Even in the realm of finite spaces, one can define infinitely many norms. For example for each integer $n$, the norm

$$ \|x\|= \left( \sum_{k=1}^n \left| x_k \right| ^n \right)^{\frac 1 n}$$ is a norm. The inner product norm is the case of $n=2$.

Answer 2

Because there are normed spaces whose norm does not arise from an inner product. An example of this is $\ell^1$, the space of absolutely convergent sequences.

One easy way to check if a norm arises from an inner product is the Parallelogram Law.

Answer 3

Yes, there are normed spaces $(X,\|\cdot\|)$ whose norms are not generated by inner products.
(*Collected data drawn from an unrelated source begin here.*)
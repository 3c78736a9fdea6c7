//! exprcheck REPL (read-validate-print loop)
//!
//! Interactive shell following the classic session protocol: prompt for an
//! expression, validate it, report, then ask whether to continue. Each line
//! is an independent parse run; nothing carries over but the line counter
//! used to name diagnostic sources.

use std::io::{self, Write};
use std::path::PathBuf;
use std::process;

use crate::cli::output::{print_report, render_report, Summary};
use crate::cli::transcript::Transcript;
use crate::errors::{print_error, SourceContext, SyntaxError};
use crate::parser::parse_expression;

/// REPL state that persists across evaluations.
pub struct ReplState {
    line_number: usize,
}

impl ReplState {
    pub fn new() -> Self {
        Self { line_number: 1 }
    }

    /// Validate one entered line in a fresh parse run.
    pub fn eval_line(&mut self, input: &str) -> Result<Summary, SyntaxError> {
        let source_name = format!("<repl:{}>", self.line_number);
        self.line_number += 1;
        parse_expression(input, SourceContext::new(source_name, input))
            .map(|outcome| Summary::from_outcome(&outcome))
    }
}

impl Default for ReplState {
    fn default() -> Self {
        Self::new()
    }
}

/// Main REPL entry point.
pub fn run_repl(transcript_path: Option<PathBuf>) {
    let mut transcript = transcript_path.map(|path| {
        Transcript::create(&path).unwrap_or_else(|error| {
            eprintln!("Failed to create transcript {}: {}", path.display(), error);
            process::exit(1);
        })
    });

    println!("exprcheck {}", env!("CARGO_PKG_VERSION"));
    println!("One arithmetic expression per line; answer 'y' to keep going.");
    println!();

    let mut state = ReplState::new();

    loop {
        print!("Enter arithmetic expression: ");
        let _ = io::stdout().flush();

        let mut line = String::new();
        match io::stdin().read_line(&mut line) {
            Ok(0) => {
                // EOF (Ctrl+D)
                println!();
                break;
            }
            Ok(_) => {}
            Err(error) => {
                eprintln!("Failed to read input: {error}");
                break;
            }
        }
        let line = line.trim_end();
        record(&mut transcript, &format!("Enter arithmetic expression: {line}"));

        match state.eval_line(line) {
            Ok(summary) => {
                record(&mut transcript, render_report(&summary).trim_end());
                print_report(&summary);
            }
            Err(error) => {
                record(&mut transcript, &error.to_string());
                print_error(error);
            }
        }
        record(&mut transcript, "");

        print!("Press 'y' to continue: ");
        let _ = io::stdout().flush();

        let mut choice = String::new();
        match io::stdin().read_line(&mut choice) {
            Ok(0) => {
                println!();
                break;
            }
            Ok(_) if choice.trim() == "y" => continue,
            _ => break,
        }
    }
}

fn record(transcript: &mut Option<Transcript>, text: &str) {
    if let Some(log) = transcript {
        if let Err(error) = log.record(text) {
            eprintln!("Failed to write transcript: {error}");
        }
    }
}
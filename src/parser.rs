//! Recursive-descent recognizer for the arithmetic expression grammar.
//!
//! Grammar:
//!
//! ```text
//! expression : term   [ '+' expression ] | term [ '-' expression ]
//! term       : factor [ '*' term ] | factor [ '/' term ] | factor [ '%' term ]
//! factor     : power  [ '^' factor ]
//! power      : primary | '(' expression ')'
//! primary    : ident | number | '-' expression | '+' expression
//! ident      : letter { letter | digit | '_' letter | '_' digit }
//! number     : digit { digit | '_' digit }
//! ```
//!
//! Every operator tier chains by tail-recursing into its own rule, so
//! repetition is right-associative at every level: `a+b+c` is recognized as
//! `a+(b+c)`. This holds for the additive and multiplicative tiers as well
//! as for exponentiation and is a deliberate property of the grammar.
//!
//! The recognizer builds no syntax tree. What a run reports is the set of
//! lexemes it discovered and how deep the mutual recursion went; both flow
//! into an [`Outcome`] on success. Any mismatch is fatal to the run and
//! surfaces as a [`SyntaxError`].

use serde::{Deserialize, Serialize};

use crate::errors::{ErrorKind, SourceContext, SyntaxError};
use crate::scanner::{Scanner, EOL};

const OPEN: char = '(';
const CLOSED: char = ')';

// ============================================================================
// PUBLIC API
// ============================================================================

/// Everything a successful parse reports back to the caller.
///
/// Lexemes appear in first-seen order with duplicates kept; sorting and
/// deduplication are presentation concerns.
#[derive(Debug, Clone, PartialEq, Eq, Serialize, Deserialize)]
pub struct Outcome {
    pub identifiers: Vec<String>,
    pub numbers: Vec<String>,
    /// High-water mark of the recognizer call depth during the run.
    pub max_depth: usize,
}

/// Validate one line of input against the expression grammar.
///
/// A fresh parser is built per call, so no collection or counter state can
/// leak from one run into the next. The line terminator is the grammar's
/// closing symbol; a source without one is treated as ending in it.
pub fn parse_expression(
    source_text: &str,
    source_context: SourceContext,
) -> Result<Outcome, SyntaxError> {
    let mut parser = Parser::new(source_text, source_context);
    parser.expression()?;
    parser.expect(EOL)?;
    Ok(parser.into_outcome())
}

// ============================================================================
// PARSER - Per-run state and the expect/consume primitive
// ============================================================================

struct Parser<'src> {
    scanner: Scanner<'src>,
    context: SourceContext,
    identifiers: Vec<String>,
    numbers: Vec<String>,
    depth: usize,
    max_depth: usize,
}

impl<'src> Parser<'src> {
    fn new(source_text: &'src str, context: SourceContext) -> Self {
        Self {
            scanner: Scanner::new(source_text),
            context,
            identifiers: Vec::new(),
            numbers: Vec::new(),
            depth: 0,
            max_depth: 0,
        }
    }

    fn into_outcome(self) -> Outcome {
        Outcome {
            identifiers: self.identifiers,
            numbers: self.numbers,
            max_depth: self.max_depth,
        }
    }

    fn fail(&self, kind: ErrorKind) -> SyntaxError {
        SyntaxError::new(kind, &self.context, self.scanner.span())
    }

    /// Depth bookkeeping shared by every recognizer: one entry, one level.
    /// The decrement runs on every exit path, early error returns included.
    fn nested<T>(
        &mut self,
        rule: impl FnOnce(&mut Self) -> Result<T, SyntaxError>,
    ) -> Result<T, SyntaxError> {
        self.depth += 1;
        if self.depth > self.max_depth {
            self.max_depth = self.depth;
        }
        let result = rule(self);
        self.depth -= 1;
        result
    }

    /// Require `expected` at the lookahead and consume it, except that the
    /// line terminator is asserted without advancing past it. This is the
    /// sole raise-site for structural mismatches.
    fn expect(&mut self, expected: char) -> Result<(), SyntaxError> {
        let found = self.scanner.lookahead();
        if found != expected {
            let kind = if found == EOL {
                ErrorKind::UnexpectedEnd { expected }
            } else if expected == EOL {
                ErrorKind::TrailingInput { found }
            } else {
                ErrorKind::UnexpectedChar { found, expected }
            };
            return Err(self.fail(kind));
        }
        if expected != EOL {
            self.scanner.advance();
        }
        Ok(())
    }

    // ========================================================================
    // GRAMMAR RECOGNIZERS - one non-terminal each, mutually recursive
    // ========================================================================

    fn expression(&mut self) -> Result<(), SyntaxError> {
        self.nested(|p| {
            p.term()?;
            if p.scanner.lookahead() != EOL && matches!(p.scanner.lookahead(), '+' | '-') {
                p.scanner.advance();
                p.expression()?;
            }
            Ok(())
        })
    }

    fn term(&mut self) -> Result<(), SyntaxError> {
        self.nested(|p| {
            p.factor()?;
            if p.scanner.lookahead() != EOL && matches!(p.scanner.lookahead(), '*' | '/' | '%') {
                p.scanner.advance();
                p.term()?;
            }
            Ok(())
        })
    }

    fn factor(&mut self) -> Result<(), SyntaxError> {
        self.nested(|p| {
            p.power()?;
            if p.scanner.lookahead() != EOL && p.scanner.lookahead() == '^' {
                p.scanner.advance();
                p.factor()?;
            }
            Ok(())
        })
    }

    fn power(&mut self) -> Result<(), SyntaxError> {
        self.nested(|p| {
            if p.scanner.lookahead() == OPEN {
                p.scanner.advance();
                p.expression()?;
                p.expect(CLOSED)
            } else {
                p.primary()
            }
        })
    }

    fn primary(&mut self) -> Result<(), SyntaxError> {
        self.nested(|p| {
            let c = p.scanner.lookahead();
            if c.is_ascii_digit() {
                p.number()
            } else if c.is_ascii_alphabetic() {
                p.identifier()
            } else if c == '-' || c == '+' {
                // A sign produces no token; it re-enters the full grammar.
                p.scanner.advance();
                p.expression()
            } else {
                Err(p.fail(ErrorKind::UnexpectedPrimary { found: c }))
            }
        })
    }

    // ========================================================================
    // LEXICAL RECOGNIZERS - maximal runs with separator placement rules
    // ========================================================================

    /// Entered with the lookahead already known to be a letter. An
    /// underscore is only valid between body characters, so the run must not
    /// end on one and `__` never passes.
    fn identifier(&mut self) -> Result<(), SyntaxError> {
        self.nested(|p| {
            let mut lexeme = String::new();
            let mut prev;
            loop {
                prev = p.scanner.lookahead();
                lexeme.push(prev);
                p.scanner.advance();
                let next = p.scanner.lookahead();
                let continues =
                    next.is_ascii_alphanumeric() || (next == '_' && prev.is_ascii_alphanumeric());
                if !continues {
                    break;
                }
            }
            if prev == '_' {
                let found = p.scanner.lookahead();
                return Err(p.fail(ErrorKind::MalformedIdentifier { found }));
            }
            p.identifiers.push(lexeme);
            Ok(())
        })
    }

    /// Entered with the lookahead already known to be a digit. Same
    /// separator rules as identifiers, and a digit run must not butt up
    /// against a letter.
    fn number(&mut self) -> Result<(), SyntaxError> {
        self.nested(|p| {
            let mut lexeme = String::new();
            let mut prev;
            loop {
                prev = p.scanner.lookahead();
                lexeme.push(prev);
                p.scanner.advance();
                let next = p.scanner.lookahead();
                let continues = next.is_ascii_digit() || (next == '_' && prev.is_ascii_digit());
                if !continues {
                    break;
                }
            }
            let next = p.scanner.lookahead();
            if next.is_ascii_alphabetic() || prev == '_' {
                return Err(p.fail(ErrorKind::MalformedNumber { found: next }));
            }
            p.numbers.push(lexeme);
            Ok(())
        })
    }
}
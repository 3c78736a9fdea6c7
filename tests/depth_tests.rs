// tests/depth_tests.rs
//
// The recursion-depth high-water mark is part of the observable contract:
// expression, term, factor, power, primary, identifier, and number each
// count one level on entry. The constants below pin both the counting
// scheme and the right-associative chaining of every operator tier.

use exprcheck::{parse_expression, Outcome, SourceContext};

fn accept(source: &str) -> Outcome {
    parse_expression(source, SourceContext::new("<test>", source))
        .unwrap_or_else(|error| panic!("expected {source:?} to parse: {error}"))
}

fn depth(source: &str) -> usize {
    accept(source).max_depth
}

#[test]
fn a_bare_operand_descends_the_whole_rule_chain() {
    // expression > term > factor > power > primary > number
    assert_eq!(depth("1\n"), 6);
    assert_eq!(depth("a\n"), 6);
}

#[test]
fn each_parenthesis_layer_adds_four_levels() {
    assert_eq!(depth("(1)\n"), 10);
    assert_eq!(depth("((1))\n"), 14);
    assert_eq!(depth("(((1)))\n"), 18);
}

#[test]
fn additive_chains_recurse_rightward() {
    // Tail recursion into `expression` deepens the trace by one level per
    // added right operand; an iterative left-associative loop would hold it
    // flat. This pins the grammar's chaining direction.
    assert_eq!(depth("1+2\n"), 7);
    assert_eq!(depth("1+2+3\n"), 8);
    assert_eq!(depth("1+2+3+4\n"), 9);
}

#[test]
fn multiplicative_and_power_chains_recurse_the_same_way() {
    assert_eq!(depth("1*2\n"), 7);
    assert_eq!(depth("1*2*3\n"), 8);
    assert_eq!(depth("2^3\n"), 7);
    assert_eq!(depth("2^3^2\n"), 8);
}

#[test]
fn a_unary_sign_restarts_the_chain_below_primary() {
    // expression > term > factor > power > primary, then the sign re-enters
    // expression for the whole chain again.
    assert_eq!(depth("-x\n"), 11);
    assert_eq!(depth("+1\n"), 11);
}

#[test]
fn grouping_outranks_chaining_in_the_trace() {
    assert_eq!(depth("(1+2)+3\n"), 11);
    assert_eq!(depth("1+(2+3)\n"), 12);
}

#[test]
fn depth_resets_between_runs() {
    assert_eq!(depth("(((1)))\n"), 18);
    assert_eq!(depth("1\n"), 6);
}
For a complex inner product space, the norm is generated by an inner-product iff the norm satisfies the the parallelogram law: $$ \|x+y\|^{2}+\|x-y\|^{2}=2\|x\|^{2}+\|y\|^{2} \mbox{ for all } x,y \in X. $$ This condition can be checked for a norm without any mention of an inner product.

One of the things that's very different about a Hilbert space is that, if $M$ is a closed subspace of $X$, then, for every $x \in X$, there is a unique $y \in M$ which is closest to $x$. That is, there exists a unique $m \in M$ such that $$ \|x-m\| \le \|x-m'\| \mbox{ for all } m' \in M \mbox{ with equality iff } m'=m. $$ Furthermore, if $d=\inf_{m\in M}\|x-m\|$, and if you choose $\{ m_{n}\}_{n=1}^{\infty} \subseteq M$ such that $\|x-m_{n}\|\rightarrow d$, then $\{ m_{n} \}_{n=1}^{\infty}$ automatically converges in norm to $m$. That's a strong statement about arbitrary dimensional Hilbert Space.

The closest point projection may not exist or may not be unique for general normed spaces. Even for a two-dimensional space $\mathbb{C}^{2}$ endowed with the norm $|(w_{1},w_{2})|=|w_{1}|+|w_{2}|$, there are infinitely many closest point projections of $(1,1)$ onto the subspace $M=\{ (-z,z) : z \in \mathbb{C} \}$. For example, if $z$ is real and satisfies $-1 \le z \le 1$, then $$ \|(-z,z)-(1,1)\|_{1} = |1-z|+|1+z|=1-z+1+z=2. $$ And 2 is the closest distance, even though there are many points in the subspace $M$ which are at a distance of 2 from $(1,1)$. The closed Euclidean ball centered at $(1,1)$ which is generated from the Euclidean inner-product of radius $r=\sqrt{2}$ touches $M$ at exactly one point--namely, the origin.

The geometry of the unit ball drastically affects closest-point projection, distance, convergence; and nothing is much nicer than for an inner-product space.